→ Exercise: Using the data below, count the lines that carry the string "derive" and write only the count.

→ Records to use:
========================

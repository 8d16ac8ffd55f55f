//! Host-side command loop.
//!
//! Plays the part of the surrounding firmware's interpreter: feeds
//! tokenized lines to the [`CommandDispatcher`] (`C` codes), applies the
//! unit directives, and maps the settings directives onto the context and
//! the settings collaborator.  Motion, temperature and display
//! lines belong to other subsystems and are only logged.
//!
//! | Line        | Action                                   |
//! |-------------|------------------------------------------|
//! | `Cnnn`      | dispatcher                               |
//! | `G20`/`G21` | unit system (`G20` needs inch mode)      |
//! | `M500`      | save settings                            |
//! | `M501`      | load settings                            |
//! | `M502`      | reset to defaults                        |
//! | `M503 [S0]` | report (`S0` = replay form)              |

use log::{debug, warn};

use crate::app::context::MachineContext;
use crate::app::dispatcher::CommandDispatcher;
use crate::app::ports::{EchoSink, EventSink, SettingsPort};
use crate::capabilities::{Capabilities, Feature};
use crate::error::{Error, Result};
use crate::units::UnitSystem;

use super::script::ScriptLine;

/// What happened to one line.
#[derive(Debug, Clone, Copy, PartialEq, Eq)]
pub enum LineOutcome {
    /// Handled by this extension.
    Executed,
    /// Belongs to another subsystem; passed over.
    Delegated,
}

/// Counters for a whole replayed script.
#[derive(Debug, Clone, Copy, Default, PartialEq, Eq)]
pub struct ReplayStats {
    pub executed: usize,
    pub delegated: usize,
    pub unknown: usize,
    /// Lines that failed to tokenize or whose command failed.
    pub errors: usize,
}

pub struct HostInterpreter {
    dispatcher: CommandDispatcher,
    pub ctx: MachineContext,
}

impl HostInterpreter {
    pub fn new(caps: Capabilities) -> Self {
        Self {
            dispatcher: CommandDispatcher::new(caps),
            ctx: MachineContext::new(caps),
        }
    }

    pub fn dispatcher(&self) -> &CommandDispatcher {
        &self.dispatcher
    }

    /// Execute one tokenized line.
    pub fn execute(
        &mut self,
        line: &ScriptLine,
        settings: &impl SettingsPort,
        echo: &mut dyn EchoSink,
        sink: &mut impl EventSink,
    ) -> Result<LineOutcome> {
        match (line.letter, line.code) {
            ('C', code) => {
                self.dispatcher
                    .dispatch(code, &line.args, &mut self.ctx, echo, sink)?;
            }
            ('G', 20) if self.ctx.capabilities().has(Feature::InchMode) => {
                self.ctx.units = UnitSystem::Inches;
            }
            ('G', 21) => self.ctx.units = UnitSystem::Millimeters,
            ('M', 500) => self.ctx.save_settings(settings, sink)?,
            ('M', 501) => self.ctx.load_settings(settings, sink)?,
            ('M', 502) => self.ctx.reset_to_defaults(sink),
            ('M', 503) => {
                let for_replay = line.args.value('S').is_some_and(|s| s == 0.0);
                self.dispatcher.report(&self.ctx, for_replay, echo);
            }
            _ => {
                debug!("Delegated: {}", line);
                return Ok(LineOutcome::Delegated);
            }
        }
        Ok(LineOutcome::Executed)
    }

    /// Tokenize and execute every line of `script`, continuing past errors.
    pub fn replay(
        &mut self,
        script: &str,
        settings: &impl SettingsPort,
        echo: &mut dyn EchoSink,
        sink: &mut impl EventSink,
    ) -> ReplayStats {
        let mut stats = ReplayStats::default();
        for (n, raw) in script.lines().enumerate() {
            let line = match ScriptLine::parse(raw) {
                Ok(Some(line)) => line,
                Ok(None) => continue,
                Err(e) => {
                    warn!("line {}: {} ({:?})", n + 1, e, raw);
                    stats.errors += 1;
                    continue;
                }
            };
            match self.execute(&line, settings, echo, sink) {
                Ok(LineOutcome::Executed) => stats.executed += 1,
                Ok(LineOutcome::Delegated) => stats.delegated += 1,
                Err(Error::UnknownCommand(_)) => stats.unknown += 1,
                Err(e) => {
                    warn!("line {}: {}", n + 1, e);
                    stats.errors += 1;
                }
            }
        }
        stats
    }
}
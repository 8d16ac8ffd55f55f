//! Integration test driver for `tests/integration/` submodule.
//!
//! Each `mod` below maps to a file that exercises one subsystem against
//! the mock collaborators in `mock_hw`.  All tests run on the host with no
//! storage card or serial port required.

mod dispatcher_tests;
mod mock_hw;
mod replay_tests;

========================

→ Output for this task: 2